### [Work request]
Could you copy each line of the entries that contains "over"?

### [Stored data entries]
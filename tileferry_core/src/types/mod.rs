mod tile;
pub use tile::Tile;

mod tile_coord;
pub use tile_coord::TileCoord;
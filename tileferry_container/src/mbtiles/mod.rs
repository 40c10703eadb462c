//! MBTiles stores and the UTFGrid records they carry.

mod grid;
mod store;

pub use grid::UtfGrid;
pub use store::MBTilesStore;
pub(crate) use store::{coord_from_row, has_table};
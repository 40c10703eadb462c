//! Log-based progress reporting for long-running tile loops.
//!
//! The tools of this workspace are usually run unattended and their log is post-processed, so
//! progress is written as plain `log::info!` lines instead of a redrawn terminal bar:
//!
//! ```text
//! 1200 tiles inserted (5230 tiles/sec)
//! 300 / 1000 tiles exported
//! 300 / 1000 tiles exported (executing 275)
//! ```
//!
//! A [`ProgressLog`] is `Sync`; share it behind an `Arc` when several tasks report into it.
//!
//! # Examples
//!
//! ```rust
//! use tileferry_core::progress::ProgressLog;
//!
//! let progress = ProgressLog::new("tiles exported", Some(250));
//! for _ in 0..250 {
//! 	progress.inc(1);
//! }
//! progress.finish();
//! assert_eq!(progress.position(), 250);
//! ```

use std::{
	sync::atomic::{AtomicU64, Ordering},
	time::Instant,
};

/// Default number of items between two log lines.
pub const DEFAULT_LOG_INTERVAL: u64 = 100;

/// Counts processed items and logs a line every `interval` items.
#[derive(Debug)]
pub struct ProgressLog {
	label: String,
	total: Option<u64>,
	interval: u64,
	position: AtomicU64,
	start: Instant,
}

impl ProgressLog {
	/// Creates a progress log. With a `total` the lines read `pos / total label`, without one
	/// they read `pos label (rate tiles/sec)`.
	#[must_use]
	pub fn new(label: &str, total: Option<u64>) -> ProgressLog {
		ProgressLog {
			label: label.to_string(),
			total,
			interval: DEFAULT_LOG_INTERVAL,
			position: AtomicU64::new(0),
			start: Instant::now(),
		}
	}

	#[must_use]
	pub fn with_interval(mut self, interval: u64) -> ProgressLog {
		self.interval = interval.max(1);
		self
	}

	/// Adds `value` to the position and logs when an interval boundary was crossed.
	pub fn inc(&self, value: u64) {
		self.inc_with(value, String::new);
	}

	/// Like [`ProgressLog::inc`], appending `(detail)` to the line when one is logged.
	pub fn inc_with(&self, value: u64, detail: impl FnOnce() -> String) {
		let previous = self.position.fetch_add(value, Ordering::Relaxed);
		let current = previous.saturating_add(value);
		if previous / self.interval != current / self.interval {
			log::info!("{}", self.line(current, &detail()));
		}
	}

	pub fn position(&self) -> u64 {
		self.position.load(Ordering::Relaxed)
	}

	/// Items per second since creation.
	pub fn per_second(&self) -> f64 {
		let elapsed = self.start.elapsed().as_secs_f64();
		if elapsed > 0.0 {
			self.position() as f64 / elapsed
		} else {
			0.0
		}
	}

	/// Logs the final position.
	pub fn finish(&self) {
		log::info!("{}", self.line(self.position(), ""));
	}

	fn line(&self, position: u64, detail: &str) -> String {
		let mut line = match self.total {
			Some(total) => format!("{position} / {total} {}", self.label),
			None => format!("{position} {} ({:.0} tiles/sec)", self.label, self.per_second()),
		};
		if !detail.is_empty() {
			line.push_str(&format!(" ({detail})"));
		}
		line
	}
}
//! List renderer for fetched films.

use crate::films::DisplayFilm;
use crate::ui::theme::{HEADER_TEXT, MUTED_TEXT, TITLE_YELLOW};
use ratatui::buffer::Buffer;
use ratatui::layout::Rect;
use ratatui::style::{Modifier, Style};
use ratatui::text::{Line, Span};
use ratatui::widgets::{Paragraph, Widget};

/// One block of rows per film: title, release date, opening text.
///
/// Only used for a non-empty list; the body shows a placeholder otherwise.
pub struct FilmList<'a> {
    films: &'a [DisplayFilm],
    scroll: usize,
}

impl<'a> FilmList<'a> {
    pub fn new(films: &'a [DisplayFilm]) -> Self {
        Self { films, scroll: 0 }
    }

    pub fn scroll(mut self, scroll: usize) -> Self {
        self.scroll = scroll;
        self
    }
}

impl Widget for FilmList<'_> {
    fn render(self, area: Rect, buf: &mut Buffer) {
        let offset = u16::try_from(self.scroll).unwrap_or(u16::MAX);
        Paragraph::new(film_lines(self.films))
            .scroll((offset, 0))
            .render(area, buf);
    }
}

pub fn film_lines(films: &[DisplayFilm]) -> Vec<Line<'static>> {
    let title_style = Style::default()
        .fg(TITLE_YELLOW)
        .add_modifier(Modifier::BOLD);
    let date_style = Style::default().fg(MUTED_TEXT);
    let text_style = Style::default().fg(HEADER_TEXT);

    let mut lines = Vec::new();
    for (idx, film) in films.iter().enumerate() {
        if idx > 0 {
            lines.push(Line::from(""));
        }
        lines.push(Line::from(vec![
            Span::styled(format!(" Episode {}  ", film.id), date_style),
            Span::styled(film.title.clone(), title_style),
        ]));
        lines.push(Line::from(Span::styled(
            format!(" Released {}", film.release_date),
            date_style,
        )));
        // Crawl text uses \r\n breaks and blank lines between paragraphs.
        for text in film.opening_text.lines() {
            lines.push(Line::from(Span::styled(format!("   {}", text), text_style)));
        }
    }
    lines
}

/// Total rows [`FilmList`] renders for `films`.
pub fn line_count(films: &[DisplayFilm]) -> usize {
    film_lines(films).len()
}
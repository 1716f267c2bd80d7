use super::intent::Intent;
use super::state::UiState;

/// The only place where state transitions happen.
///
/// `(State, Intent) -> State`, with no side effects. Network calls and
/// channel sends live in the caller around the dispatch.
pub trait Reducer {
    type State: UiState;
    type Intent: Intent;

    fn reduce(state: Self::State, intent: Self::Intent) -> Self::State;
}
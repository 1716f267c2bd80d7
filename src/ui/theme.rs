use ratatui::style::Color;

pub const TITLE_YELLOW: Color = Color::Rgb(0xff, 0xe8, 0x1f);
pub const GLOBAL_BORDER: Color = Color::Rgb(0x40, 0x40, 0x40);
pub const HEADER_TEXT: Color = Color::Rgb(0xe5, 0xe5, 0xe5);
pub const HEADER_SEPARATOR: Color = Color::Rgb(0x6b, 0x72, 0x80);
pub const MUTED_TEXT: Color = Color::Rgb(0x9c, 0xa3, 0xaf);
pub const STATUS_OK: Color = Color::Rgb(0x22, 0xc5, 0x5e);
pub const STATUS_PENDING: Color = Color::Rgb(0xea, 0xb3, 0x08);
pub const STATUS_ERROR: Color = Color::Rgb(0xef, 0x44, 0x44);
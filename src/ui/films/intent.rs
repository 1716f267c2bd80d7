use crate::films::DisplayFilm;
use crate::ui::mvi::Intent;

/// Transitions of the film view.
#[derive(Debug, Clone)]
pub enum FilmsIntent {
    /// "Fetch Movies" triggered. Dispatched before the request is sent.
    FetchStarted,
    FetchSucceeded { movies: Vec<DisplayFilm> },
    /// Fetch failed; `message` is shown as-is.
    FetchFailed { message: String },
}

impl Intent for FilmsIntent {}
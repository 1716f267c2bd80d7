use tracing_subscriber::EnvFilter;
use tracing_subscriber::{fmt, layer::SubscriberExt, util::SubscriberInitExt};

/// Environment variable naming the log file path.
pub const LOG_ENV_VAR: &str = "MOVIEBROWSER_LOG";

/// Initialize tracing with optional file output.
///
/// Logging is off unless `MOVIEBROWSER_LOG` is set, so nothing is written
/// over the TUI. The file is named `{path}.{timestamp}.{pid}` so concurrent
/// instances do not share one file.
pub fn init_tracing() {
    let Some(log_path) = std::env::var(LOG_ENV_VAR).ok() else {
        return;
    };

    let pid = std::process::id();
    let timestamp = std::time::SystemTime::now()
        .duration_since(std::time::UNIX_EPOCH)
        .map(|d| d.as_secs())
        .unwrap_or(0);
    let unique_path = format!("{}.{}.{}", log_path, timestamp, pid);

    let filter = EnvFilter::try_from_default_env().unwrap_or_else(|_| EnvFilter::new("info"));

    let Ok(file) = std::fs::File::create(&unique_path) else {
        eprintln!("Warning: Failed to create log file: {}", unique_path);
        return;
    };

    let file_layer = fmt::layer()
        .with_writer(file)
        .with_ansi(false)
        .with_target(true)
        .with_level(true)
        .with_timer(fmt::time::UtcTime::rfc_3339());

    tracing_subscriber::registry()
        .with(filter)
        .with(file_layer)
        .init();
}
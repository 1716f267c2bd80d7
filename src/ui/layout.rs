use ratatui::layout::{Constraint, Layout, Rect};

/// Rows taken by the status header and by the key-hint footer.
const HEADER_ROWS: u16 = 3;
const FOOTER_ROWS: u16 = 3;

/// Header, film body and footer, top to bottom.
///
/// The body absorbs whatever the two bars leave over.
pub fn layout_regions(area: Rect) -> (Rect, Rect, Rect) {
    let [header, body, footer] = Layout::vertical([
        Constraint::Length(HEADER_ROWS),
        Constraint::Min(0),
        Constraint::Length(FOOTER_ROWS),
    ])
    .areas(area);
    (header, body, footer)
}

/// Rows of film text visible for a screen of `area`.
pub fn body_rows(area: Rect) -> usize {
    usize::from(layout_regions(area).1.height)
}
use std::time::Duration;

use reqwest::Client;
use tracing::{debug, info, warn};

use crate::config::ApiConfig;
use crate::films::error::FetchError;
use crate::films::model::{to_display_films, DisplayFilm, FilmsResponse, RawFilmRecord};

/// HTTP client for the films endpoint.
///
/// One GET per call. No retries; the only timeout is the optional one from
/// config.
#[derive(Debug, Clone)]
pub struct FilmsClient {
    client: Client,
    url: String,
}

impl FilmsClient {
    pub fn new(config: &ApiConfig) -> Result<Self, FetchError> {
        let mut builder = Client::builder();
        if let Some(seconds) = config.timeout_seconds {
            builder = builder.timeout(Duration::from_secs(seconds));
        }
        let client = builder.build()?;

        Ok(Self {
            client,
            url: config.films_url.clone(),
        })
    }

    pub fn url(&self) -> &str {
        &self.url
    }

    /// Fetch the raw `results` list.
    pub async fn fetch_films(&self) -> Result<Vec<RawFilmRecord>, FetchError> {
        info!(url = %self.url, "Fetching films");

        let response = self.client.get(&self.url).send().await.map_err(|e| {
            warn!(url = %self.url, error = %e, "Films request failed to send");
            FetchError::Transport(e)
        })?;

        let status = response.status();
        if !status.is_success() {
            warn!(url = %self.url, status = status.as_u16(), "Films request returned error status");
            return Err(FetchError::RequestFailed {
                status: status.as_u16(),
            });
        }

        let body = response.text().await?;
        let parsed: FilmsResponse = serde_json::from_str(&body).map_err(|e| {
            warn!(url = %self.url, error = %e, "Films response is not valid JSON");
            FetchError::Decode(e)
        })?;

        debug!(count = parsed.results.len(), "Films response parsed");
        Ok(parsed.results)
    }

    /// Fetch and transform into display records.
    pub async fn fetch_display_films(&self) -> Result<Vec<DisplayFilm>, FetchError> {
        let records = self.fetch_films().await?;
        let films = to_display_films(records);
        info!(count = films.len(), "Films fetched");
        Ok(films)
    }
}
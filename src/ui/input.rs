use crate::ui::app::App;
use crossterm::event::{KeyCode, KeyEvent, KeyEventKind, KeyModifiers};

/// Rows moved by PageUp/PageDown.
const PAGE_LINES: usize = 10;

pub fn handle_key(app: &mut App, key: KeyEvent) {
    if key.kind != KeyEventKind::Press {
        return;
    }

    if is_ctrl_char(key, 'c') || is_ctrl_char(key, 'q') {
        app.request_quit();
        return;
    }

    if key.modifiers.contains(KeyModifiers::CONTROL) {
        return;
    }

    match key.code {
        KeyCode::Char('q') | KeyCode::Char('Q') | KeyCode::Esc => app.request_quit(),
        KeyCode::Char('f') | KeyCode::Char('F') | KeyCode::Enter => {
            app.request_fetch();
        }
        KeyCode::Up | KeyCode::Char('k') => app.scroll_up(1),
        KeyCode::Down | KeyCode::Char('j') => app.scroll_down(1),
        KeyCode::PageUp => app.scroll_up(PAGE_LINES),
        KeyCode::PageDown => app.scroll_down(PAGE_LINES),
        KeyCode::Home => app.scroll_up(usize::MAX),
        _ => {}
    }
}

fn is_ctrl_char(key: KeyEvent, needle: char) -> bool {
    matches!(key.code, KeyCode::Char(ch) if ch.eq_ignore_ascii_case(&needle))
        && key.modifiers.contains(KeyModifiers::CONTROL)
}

==

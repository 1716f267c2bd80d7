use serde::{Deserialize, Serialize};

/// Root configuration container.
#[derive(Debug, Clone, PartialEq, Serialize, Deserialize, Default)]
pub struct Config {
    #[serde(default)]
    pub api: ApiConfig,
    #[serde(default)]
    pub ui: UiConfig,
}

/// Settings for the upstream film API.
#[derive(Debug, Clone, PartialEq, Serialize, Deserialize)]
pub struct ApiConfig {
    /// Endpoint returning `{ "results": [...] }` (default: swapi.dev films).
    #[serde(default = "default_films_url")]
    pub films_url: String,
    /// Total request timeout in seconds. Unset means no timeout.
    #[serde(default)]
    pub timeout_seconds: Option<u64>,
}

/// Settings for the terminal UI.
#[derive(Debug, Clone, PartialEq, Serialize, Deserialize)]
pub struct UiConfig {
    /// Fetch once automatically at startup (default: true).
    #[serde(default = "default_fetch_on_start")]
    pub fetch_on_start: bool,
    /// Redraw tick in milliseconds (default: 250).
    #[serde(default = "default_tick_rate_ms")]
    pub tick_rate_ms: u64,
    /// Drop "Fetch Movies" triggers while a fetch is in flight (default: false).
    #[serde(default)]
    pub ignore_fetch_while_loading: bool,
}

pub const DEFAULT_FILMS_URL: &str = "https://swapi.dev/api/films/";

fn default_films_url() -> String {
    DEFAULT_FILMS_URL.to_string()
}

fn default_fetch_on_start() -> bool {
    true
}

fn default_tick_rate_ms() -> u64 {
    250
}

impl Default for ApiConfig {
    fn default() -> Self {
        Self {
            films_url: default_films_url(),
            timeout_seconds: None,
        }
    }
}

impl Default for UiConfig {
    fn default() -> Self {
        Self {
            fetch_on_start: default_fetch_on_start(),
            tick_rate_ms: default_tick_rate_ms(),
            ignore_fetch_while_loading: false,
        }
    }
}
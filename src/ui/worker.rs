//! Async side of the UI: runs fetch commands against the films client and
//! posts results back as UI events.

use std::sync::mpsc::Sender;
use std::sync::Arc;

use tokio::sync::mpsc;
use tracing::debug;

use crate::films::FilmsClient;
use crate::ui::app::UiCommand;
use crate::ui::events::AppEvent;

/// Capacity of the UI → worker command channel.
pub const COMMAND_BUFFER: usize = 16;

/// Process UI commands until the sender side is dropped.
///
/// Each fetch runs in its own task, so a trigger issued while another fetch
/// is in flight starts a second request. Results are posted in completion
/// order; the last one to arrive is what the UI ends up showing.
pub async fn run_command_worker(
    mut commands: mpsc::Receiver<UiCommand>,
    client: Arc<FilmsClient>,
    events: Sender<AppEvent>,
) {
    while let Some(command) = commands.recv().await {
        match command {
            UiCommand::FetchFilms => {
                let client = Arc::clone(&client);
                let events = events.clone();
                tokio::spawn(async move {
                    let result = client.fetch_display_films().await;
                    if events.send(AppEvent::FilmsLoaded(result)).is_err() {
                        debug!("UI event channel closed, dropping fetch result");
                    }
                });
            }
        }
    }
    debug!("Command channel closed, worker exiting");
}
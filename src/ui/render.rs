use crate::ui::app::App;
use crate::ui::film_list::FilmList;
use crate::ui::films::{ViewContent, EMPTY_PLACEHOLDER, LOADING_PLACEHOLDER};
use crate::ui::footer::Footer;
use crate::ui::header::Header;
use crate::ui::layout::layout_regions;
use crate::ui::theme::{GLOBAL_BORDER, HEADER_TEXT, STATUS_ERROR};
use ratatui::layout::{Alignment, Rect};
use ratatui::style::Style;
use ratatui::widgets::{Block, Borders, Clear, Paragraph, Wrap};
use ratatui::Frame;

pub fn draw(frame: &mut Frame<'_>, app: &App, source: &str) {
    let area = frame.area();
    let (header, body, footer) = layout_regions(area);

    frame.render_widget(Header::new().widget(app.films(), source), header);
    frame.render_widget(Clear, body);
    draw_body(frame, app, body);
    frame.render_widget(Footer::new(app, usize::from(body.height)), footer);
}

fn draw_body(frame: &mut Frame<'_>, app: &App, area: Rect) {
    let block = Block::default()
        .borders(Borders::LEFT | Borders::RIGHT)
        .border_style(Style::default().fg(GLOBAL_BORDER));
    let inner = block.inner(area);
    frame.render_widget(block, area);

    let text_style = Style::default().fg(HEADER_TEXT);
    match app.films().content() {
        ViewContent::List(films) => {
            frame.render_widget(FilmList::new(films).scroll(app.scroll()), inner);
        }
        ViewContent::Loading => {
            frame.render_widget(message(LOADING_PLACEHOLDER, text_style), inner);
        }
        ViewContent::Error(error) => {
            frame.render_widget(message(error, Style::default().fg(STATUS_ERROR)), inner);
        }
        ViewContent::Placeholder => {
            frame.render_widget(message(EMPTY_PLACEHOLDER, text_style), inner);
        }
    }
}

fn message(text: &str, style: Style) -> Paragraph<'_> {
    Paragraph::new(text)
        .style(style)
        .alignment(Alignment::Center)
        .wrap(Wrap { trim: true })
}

### [Answer below]
/// over the TUI. The file is named `{path}.{timestamp}.{pid}` so concurrent
/// The body absorbs whatever the two bars leave over.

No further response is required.